What does this mean in real terms? The overall infant mortality rate in the 46805 ZIP code is 11.3. This means that 11 babies out of every 1,000 born in this ZIP code die. The black infant mortality rate for this ZIP code is 26.5. The overall infant mortality rate for the 46806 ZIP code is 14.3. The Black infant mortality rate for 46806 is 21.9.

What are the causes of such a terrible trend? Looking at the data not only from the state but the Centers for Disease Control, the greatest cause is birth defects. Some of these are genetic and there is not much we can do to change these. However, some are not genetic and can be changed. Those activities that may increase the risk of birth defects include smoking, drinking alcohol and/or using street drugs during pregnancy. Also included in that list are certain prescription medications or having someone in your family with a birth defect.

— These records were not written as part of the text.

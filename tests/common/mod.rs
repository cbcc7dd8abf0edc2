//! Synthesizes minimal sfnt fonts in memory, so shaping scenarios run
//! without binary fixtures.

#![allow(dead_code)]

fn be16(v: u16) -> [u8; 2] {
    v.to_be_bytes()
}

fn be32(v: u32) -> [u8; 4] {
    v.to_be_bytes()
}

pub struct FontBuilder {
    pub upem: u16,
    pub num_glyphs: u16,
    /// (code point, glyph id) pairs; sorted during build.
    pub cmap: Vec<(u32, u16)>,
    /// Advance per glyph id; missing entries default to 500.
    pub advances: Vec<u16>,
    pub gsub: Option<Vec<u8>>,
    pub gpos: Option<Vec<u8>>,
    /// Give every glyph a simple square outline.
    pub square_outlines: bool,
}

impl FontBuilder {
    pub fn new(num_glyphs: u16) -> Self {
        FontBuilder {
            upem: 1000,
            num_glyphs,
            cmap: Vec::new(),
            advances: Vec::new(),
            gsub: None,
            gpos: None,
            square_outlines: false,
        }
    }

    pub fn map(mut self, c: char, glyph: u16) -> Self {
        self.cmap.push((c as u32, glyph));
        self
    }

    pub fn advance(mut self, glyph: u16, advance: u16) -> Self {
        if self.advances.len() <= usize::from(glyph) {
            self.advances.resize(usize::from(glyph) + 1, 500);
        }
        self.advances[usize::from(glyph)] = advance;
        self
    }

    pub fn gsub(mut self, table: Vec<u8>) -> Self {
        self.gsub = Some(table);
        self
    }

    pub fn gpos(mut self, table: Vec<u8>) -> Self {
        self.gpos = Some(table);
        self
    }

    pub fn square_outlines(mut self) -> Self {
        self.square_outlines = true;
        self
    }

    pub fn build(&self) -> Vec<u8> {
        let mut tables: Vec<([u8; 4], Vec<u8>)> = Vec::new();

        tables.push((*b"head", self.build_head()));
        tables.push((*b"hhea", self.build_hhea()));
        tables.push((*b"maxp", self.build_maxp()));
        tables.push((*b"hmtx", self.build_hmtx()));
        tables.push((*b"cmap", self.build_cmap()));

        let (glyf, loca) = self.build_glyf_loca();
        tables.push((*b"glyf", glyf));
        tables.push((*b"loca", loca));

        if let Some(gsub) = &self.gsub {
            tables.push((*b"GSUB", gsub.clone()));
        }
        if let Some(gpos) = &self.gpos {
            tables.push((*b"GPOS", gpos.clone()));
        }

        // The table directory is binary-searched by tag.
        tables.sort_by_key(|(tag, _)| *tag);

        let num_tables = tables.len() as u16;
        let mut font = Vec::new();
        font.extend(be32(0x0001_0000));
        font.extend(be16(num_tables));
        font.extend(be16(0)); // searchRange
        font.extend(be16(0)); // entrySelector
        font.extend(be16(0)); // rangeShift

        let mut offset = 12 + 16 * tables.len();
        let mut records = Vec::new();
        let mut data = Vec::new();
        for (tag, table) in &tables {
            records.extend(tag);
            records.extend(be32(0)); // checksum
            records.extend(be32(offset as u32));
            records.extend(be32(table.len() as u32));
            data.extend(table);
            // 4-byte align.
            let pad = (4 - table.len() % 4) % 4;
            data.extend(std::iter::repeat(0u8).take(pad));
            offset += table.len() + pad;
        }

        font.extend(records);
        font.extend(data);
        font
    }

    fn build_head(&self) -> Vec<u8> {
        let mut t = Vec::new();
        t.extend(be32(0x0001_0000)); // version
        t.extend(be32(0)); // fontRevision
        t.extend(be32(0)); // checkSumAdjustment
        t.extend(be32(0x5F0F_3CF5)); // magicNumber
        t.extend(be16(0)); // flags
        t.extend(be16(self.upem));
        t.extend([0u8; 8]); // created
        t.extend([0u8; 8]); // modified
        t.extend(be16(0)); // xMin
        t.extend(be16(0)); // yMin
        t.extend(be16(1000)); // xMax
        t.extend(be16(1000)); // yMax
        t.extend(be16(0)); // macStyle
        t.extend(be16(8)); // lowestRecPPEM
        t.extend(be16(2)); // fontDirectionHint
        t.extend(be16(0)); // indexToLocFormat: short
        t.extend(be16(0)); // glyphDataFormat
        t
    }

    fn build_hhea(&self) -> Vec<u8> {
        let mut t = Vec::new();
        t.extend(be32(0x0001_0000));
        t.extend(be16(800)); // ascender
        t.extend((-200i16).to_be_bytes()); // descender
        t.extend(be16(90)); // lineGap
        t.extend(be16(1000)); // advanceWidthMax
        t.extend(be16(0)); // minLeftSideBearing
        t.extend(be16(0)); // minRightSideBearing
        t.extend(be16(1000)); // xMaxExtent
        t.extend(be16(1)); // caretSlopeRise
        t.extend(be16(0)); // caretSlopeRun
        t.extend(be16(0)); // caretOffset
        t.extend([0u8; 8]); // reserved
        t.extend(be16(0)); // metricDataFormat
        t.extend(be16(self.num_glyphs)); // numberOfHMetrics
        t
    }

    fn build_maxp(&self) -> Vec<u8> {
        let mut t = Vec::new();
        t.extend(be32(0x0001_0000));
        t.extend(be16(self.num_glyphs));
        t.extend([0u8; 26]); // maxima, unused
        t
    }

    fn build_hmtx(&self) -> Vec<u8> {
        let mut t = Vec::new();
        for g in 0..self.num_glyphs {
            let advance = self
                .advances
                .get(usize::from(g))
                .copied()
                .unwrap_or(500);
            t.extend(be16(advance));
            t.extend(be16(0)); // lsb
        }
        t
    }

    fn build_cmap(&self) -> Vec<u8> {
        let mut mapping = self.cmap.clone();
        mapping.sort();

        let mut sub = Vec::new();
        sub.extend(be16(12)); // format
        sub.extend(be16(0)); // reserved
        sub.extend(be32(16 + 12 * mapping.len() as u32)); // length
        sub.extend(be32(0)); // language
        sub.extend(be32(mapping.len() as u32)); // numGroups
        for (code, glyph) in &mapping {
            sub.extend(be32(*code)); // startCharCode
            sub.extend(be32(*code)); // endCharCode
            sub.extend(be32(u32::from(*glyph))); // startGlyphID
        }

        let mut t = Vec::new();
        t.extend(be16(0)); // version
        t.extend(be16(1)); // numTables
        t.extend(be16(3)); // platformID: Windows
        t.extend(be16(10)); // encodingID: full Unicode
        t.extend(be32(12)); // offset
        t.extend(sub);
        t
    }

    fn build_glyf_loca(&self) -> (Vec<u8>, Vec<u8>) {
        if !self.square_outlines {
            // All glyphs empty: every short-loca entry is zero.
            let loca = vec![0u8; (usize::from(self.num_glyphs) + 1) * 2];
            return (vec![0u8; 4], loca);
        }

        // Every glyph from gid 1 up is its own copy of a simple square.
        let square = square_glyph();
        let mut glyf = Vec::new();
        let mut loca = Vec::new();
        loca.extend(be16(0)); // gid 0 starts at 0 ...
        loca.extend(be16(0)); // ... and is empty
        for _ in 1..self.num_glyphs {
            glyf.extend(&square);
            loca.extend(be16((glyf.len() / 2) as u16));
        }
        (glyf, loca)
    }
}

fn square_glyph() -> Vec<u8> {
    let mut g = Vec::new();
    g.extend(be16(1)); // numberOfContours
    g.extend(be16(0)); // xMin
    g.extend(be16(0)); // yMin
    g.extend(be16(100)); // xMax
    g.extend(be16(100)); // yMax
    g.extend(be16(3)); // endPtsOfContours[0]
    g.extend(be16(0)); // instructionLength
    for _ in 0..4 {
        g.push(0x01); // on-curve, 16-bit deltas
    }
    for dx in [0i16, 100, 0, -100] {
        g.extend(dx.to_be_bytes());
    }
    for dy in [0i16, 0, 100, 0] {
        g.extend(dy.to_be_bytes());
    }
    g
}

/// Builds a GSUB or GPOS table: one script (DFLT), one feature, and the
/// given lookups all referenced from it.
pub fn build_layout_table(feature_tag: &[u8; 4], lookups: &[(u16, Vec<u8>)]) -> Vec<u8> {
    build_layout_table_versioned(0x0001_0000, feature_tag, lookups)
}

pub fn build_layout_table_versioned(
    version: u32,
    feature_tag: &[u8; 4],
    lookups: &[(u16, Vec<u8>)],
) -> Vec<u8> {
    let n = lookups.len();

    let mut t = Vec::new();
    t.extend(be32(version));
    t.extend(be16(10)); // scriptListOffset
    t.extend(be16(30)); // featureListOffset
    t.extend(be16((42 + 2 * n) as u16)); // lookupListOffset

    // ScriptList at 10 (20 bytes).
    t.extend(be16(1)); // scriptCount
    t.extend(b"DFLT");
    t.extend(be16(8)); // script offset (from script list)
    // Script table at script list + 8.
    t.extend(be16(4)); // defaultLangSysOffset (from script table)
    t.extend(be16(0)); // langSysCount
    // LangSys at script table + 4.
    t.extend(be16(0)); // lookupOrderOffset
    t.extend(be16(0xFFFF)); // requiredFeatureIndex
    t.extend(be16(1)); // featureIndexCount
    t.extend(be16(0)); // featureIndexes[0]

    // FeatureList at 30 (12 + 2n bytes).
    debug_assert_eq!(t.len(), 30);
    t.extend(be16(1)); // featureCount
    t.extend(feature_tag);
    t.extend(be16(8)); // feature offset (from feature list)
    // Feature table at feature list + 8.
    t.extend(be16(0)); // featureParamsOffset
    t.extend(be16(n as u16)); // lookupIndexCount
    for i in 0..n {
        t.extend(be16(i as u16));
    }

    // LookupList at 42 + 2n.
    debug_assert_eq!(t.len(), 42 + 2 * n);
    t.extend(be16(n as u16));
    // Lookup offsets, from the lookup list start.
    let mut lookup_offset = 2 + 2 * n; // past count and offset array
    for (_, subtable) in lookups {
        t.extend(be16(lookup_offset as u16));
        // type(2) flags(2) count(2) offset(2) + subtable
        lookup_offset += 8 + subtable.len();
    }
    for (kind, subtable) in lookups {
        t.extend(be16(*kind));
        t.extend(be16(0)); // lookupFlag
        t.extend(be16(1)); // subTableCount
        t.extend(be16(8)); // subtable offset, from lookup start
        t.extend(subtable);
    }

    t
}

/// SingleSubst format 1: adds `delta` to every glyph in `glyphs`.
pub fn single_subst_delta(glyphs: &[u16], delta: i16) -> Vec<u8> {
    let mut sub = Vec::new();
    sub.extend(be16(1)); // format
    sub.extend(be16(6)); // coverageOffset
    sub.extend(delta.to_be_bytes());
    sub.extend(coverage(glyphs));
    sub
}

/// LigatureSubst format 1: one ligature set for `first`, substituting the
/// component sequence `first + rest` with `lig_glyph`.
pub fn ligature_subst(first: u16, rest: &[u16], lig_glyph: u16) -> Vec<u8> {
    let mut sub = Vec::new();
    sub.extend(be16(1)); // format
    // Coverage comes after: header (6) + set offset array (2) + set (4) +
    // ligature (4 + 2 * rest).
    let lig_size = 4 + 2 * rest.len();
    let set_size = 4;
    let coverage_offset = 6 + 2 + set_size + lig_size;
    sub.extend(be16(coverage_offset as u16));
    sub.extend(be16(1)); // ligSetCount
    sub.extend(be16(8)); // ligatureSetOffsets[0]
    // LigatureSet at 8.
    sub.extend(be16(1)); // ligatureCount
    sub.extend(be16(4)); // ligatureOffsets[0], from set
    // Ligature.
    sub.extend(be16(lig_glyph));
    sub.extend(be16((rest.len() + 1) as u16)); // componentCount
    for g in rest {
        sub.extend(be16(*g));
    }
    sub.extend(coverage(&[first]));
    sub
}

/// Context format 3 with a single input position dispatching one nested
/// lookup at sequence index 0.
pub fn context_format3_single(input_glyph: u16, nested_lookup: u16) -> Vec<u8> {
    let mut sub = Vec::new();
    sub.extend(be16(3)); // format
    sub.extend(be16(1)); // glyphCount
    sub.extend(be16(1)); // seqLookupCount
    sub.extend(be16(12)); // coverageOffsets[0]: past the records
    sub.extend(be16(0)); // seqLookupRecord.sequenceIndex
    sub.extend(be16(nested_lookup)); // seqLookupRecord.lookupListIndex
    sub.extend(coverage(&[input_glyph]));
    sub
}

/// MarkBasePos format 1 with one mark class: attaches `mark_glyph` to
/// `base_glyph`, base anchor at (bx, by), mark anchor at (mx, my).
pub fn mark_base_pos(
    mark_glyph: u16,
    base_glyph: u16,
    base_anchor: (i16, i16),
    mark_anchor: (i16, i16),
) -> Vec<u8> {
    let mut sub = Vec::new();
    sub.extend(be16(1)); // format
    // Layout, offsets from subtable start:
    //  12: markCoverage (6 bytes)
    //  18: baseCoverage (6 bytes)
    //  24: markArray (count 2 + record 4 + anchor 6 = 12)
    //  36: baseArray (count 2 + row 2 + anchor 6 = 10)
    sub.extend(be16(12)); // markCoverageOffset
    sub.extend(be16(18)); // baseCoverageOffset
    sub.extend(be16(1)); // markClassCount
    sub.extend(be16(24)); // markArrayOffset
    sub.extend(be16(36)); // baseArrayOffset
    sub.extend(coverage(&[mark_glyph]));
    sub.extend(coverage(&[base_glyph]));
    // MarkArray.
    sub.extend(be16(1)); // markCount
    sub.extend(be16(0)); // class
    sub.extend(be16(6)); // anchor offset, from mark array
    sub.extend(anchor(mark_anchor));
    // BaseArray.
    sub.extend(be16(1)); // baseCount
    sub.extend(be16(4)); // anchor offset, from base array
    sub.extend(anchor(base_anchor));
    sub
}

fn anchor((x, y): (i16, i16)) -> Vec<u8> {
    let mut a = Vec::new();
    a.extend(be16(1)); // format
    a.extend(x.to_be_bytes());
    a.extend(y.to_be_bytes());
    a
}

pub fn coverage(glyphs: &[u16]) -> Vec<u8> {
    let mut c = Vec::new();
    c.extend(be16(1)); // format
    c.extend(be16(glyphs.len() as u16));
    for g in glyphs {
        c.extend(be16(*g));
    }
    c
}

The second cause of infant mortality is preterm births – those that occur before 37 completed weeks of pregnancy. The causes of preterm birth are multiple, and many are preventable. Some of the causes are the physical health of the mother such as anemia, urinary tract infections, diabetes, hypertension, obesity, infections, sexually transmitted diseases and mental health.

The greatest focus in our community is the preterm birth issue. Most of these can either be controlled or prevented with early prenatal care. You see, that's the problem. Most women who have a preterm birth are not getting prenatal care in the first trimester and are late in taking prenatal vitamins. Why the late prenatal care? Most women I have talked with say they were afraid, didn't know what to do, didn't have a doctor, didn't have the money to see a doctor or didn't want to be pregnant (so they thought if they ignored it, the pregnancy would go away). The reasons are many and varied depending on the age of the pregnant woman. Some teens are afraid to tell their parents or, believe it or not, don't understand how their bodies work and how they got pregnant.

So, what can you do as a productive member of our community? You can be a mentor to these women and their families. You can take them under your wing and walk them through some of the most difficult times in their life. You can show love, compassion and care toward the most vulnerable in our community. You can help change the overall health of our community.

Dr. Lora Overton is an obstetrician-gynecologist in Fort Wayne.